* [REQUIRED WORK] Identify each line in the records below that contains the word "await", and copy it.

* [THE DATA]
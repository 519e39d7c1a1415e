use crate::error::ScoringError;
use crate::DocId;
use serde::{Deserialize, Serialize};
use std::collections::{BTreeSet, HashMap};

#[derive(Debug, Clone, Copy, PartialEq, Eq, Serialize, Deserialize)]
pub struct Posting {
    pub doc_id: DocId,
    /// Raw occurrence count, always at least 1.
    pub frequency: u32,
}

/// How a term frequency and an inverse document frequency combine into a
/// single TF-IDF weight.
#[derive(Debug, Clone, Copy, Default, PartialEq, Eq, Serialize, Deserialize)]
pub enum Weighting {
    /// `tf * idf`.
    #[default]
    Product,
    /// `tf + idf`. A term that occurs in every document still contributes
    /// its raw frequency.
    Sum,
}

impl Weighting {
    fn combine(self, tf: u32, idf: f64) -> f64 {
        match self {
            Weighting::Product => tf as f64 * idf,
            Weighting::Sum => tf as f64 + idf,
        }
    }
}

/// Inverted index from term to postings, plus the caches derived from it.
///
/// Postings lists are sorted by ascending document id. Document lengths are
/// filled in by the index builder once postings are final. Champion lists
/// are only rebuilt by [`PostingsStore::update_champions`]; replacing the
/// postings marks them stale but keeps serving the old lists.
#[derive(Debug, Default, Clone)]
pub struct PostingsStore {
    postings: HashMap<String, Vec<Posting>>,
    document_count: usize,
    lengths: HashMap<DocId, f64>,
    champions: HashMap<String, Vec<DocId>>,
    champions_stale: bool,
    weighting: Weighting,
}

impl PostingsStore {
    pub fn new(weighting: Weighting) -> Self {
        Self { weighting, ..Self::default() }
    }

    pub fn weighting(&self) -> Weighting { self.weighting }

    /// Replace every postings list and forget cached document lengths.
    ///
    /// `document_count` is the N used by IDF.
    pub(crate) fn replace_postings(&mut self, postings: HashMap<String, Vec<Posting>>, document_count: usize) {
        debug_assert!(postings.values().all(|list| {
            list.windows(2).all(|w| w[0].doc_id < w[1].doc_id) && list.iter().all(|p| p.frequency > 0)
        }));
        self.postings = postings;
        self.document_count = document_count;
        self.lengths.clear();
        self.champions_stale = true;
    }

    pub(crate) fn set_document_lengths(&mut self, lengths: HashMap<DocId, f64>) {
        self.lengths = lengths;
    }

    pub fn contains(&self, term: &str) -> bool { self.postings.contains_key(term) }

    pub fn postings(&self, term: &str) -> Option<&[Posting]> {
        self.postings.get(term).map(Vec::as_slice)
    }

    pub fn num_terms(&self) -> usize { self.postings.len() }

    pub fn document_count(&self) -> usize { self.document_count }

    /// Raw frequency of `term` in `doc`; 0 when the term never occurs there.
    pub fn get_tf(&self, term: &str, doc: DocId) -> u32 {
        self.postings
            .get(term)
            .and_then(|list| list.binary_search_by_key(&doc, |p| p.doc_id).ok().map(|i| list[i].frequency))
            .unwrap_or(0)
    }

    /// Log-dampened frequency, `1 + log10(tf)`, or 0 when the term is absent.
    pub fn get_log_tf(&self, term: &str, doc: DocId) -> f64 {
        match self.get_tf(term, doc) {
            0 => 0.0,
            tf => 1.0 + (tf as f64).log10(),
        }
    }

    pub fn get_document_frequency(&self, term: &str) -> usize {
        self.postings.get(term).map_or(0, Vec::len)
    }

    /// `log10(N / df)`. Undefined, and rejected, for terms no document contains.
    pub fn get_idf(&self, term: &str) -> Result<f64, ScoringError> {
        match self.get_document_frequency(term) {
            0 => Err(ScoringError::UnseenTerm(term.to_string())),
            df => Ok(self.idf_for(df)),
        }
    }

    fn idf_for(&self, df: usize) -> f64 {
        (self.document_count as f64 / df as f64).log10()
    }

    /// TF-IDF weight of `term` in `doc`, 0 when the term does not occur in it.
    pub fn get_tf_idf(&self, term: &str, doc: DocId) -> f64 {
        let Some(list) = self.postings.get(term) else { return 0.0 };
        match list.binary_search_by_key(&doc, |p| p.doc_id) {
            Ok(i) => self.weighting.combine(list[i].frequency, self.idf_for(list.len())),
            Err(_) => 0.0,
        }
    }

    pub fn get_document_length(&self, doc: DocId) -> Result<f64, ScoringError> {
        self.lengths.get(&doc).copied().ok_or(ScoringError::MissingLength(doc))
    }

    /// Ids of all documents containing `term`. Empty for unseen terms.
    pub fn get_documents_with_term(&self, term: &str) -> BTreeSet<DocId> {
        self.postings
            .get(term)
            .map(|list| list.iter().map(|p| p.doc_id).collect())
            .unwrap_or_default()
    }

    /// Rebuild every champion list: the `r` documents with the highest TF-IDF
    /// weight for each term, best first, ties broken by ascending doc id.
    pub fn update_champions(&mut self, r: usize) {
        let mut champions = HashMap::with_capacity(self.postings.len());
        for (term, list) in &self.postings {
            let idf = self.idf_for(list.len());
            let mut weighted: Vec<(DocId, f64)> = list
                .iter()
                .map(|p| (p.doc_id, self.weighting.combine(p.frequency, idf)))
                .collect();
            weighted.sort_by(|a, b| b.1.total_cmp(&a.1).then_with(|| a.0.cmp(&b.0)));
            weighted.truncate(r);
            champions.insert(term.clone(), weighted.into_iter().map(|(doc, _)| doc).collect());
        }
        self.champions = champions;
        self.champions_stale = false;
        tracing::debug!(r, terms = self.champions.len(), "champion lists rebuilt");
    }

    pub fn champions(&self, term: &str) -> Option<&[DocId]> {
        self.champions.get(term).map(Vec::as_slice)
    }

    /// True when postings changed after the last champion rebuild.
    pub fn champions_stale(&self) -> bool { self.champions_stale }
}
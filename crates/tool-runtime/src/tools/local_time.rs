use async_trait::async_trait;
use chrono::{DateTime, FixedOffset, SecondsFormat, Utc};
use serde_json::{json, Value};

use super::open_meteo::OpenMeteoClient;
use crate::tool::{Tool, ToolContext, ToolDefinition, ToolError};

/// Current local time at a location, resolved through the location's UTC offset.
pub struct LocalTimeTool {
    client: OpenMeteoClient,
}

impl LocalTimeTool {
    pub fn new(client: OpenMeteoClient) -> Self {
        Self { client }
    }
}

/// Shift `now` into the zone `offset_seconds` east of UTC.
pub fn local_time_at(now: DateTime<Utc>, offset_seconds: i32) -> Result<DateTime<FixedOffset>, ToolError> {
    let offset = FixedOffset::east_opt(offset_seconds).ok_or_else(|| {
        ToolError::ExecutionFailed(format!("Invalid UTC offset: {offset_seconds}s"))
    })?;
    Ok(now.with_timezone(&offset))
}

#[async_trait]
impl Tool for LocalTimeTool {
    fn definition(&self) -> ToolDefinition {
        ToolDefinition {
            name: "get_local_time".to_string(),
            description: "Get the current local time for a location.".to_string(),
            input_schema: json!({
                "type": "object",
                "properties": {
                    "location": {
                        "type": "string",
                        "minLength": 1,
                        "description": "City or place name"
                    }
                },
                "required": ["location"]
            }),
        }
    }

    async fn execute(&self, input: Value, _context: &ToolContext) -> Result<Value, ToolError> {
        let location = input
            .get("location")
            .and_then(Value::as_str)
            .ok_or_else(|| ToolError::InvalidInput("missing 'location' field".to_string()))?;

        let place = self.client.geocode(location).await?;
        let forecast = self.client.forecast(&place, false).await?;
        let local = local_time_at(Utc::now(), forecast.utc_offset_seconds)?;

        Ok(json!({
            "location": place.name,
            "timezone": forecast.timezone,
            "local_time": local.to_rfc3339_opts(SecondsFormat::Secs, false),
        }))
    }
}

* [EXERCISE ANSWER]
        let place = self.client.geocode(location).await?;
        let forecast = self.client.forecast(&place, false).await?;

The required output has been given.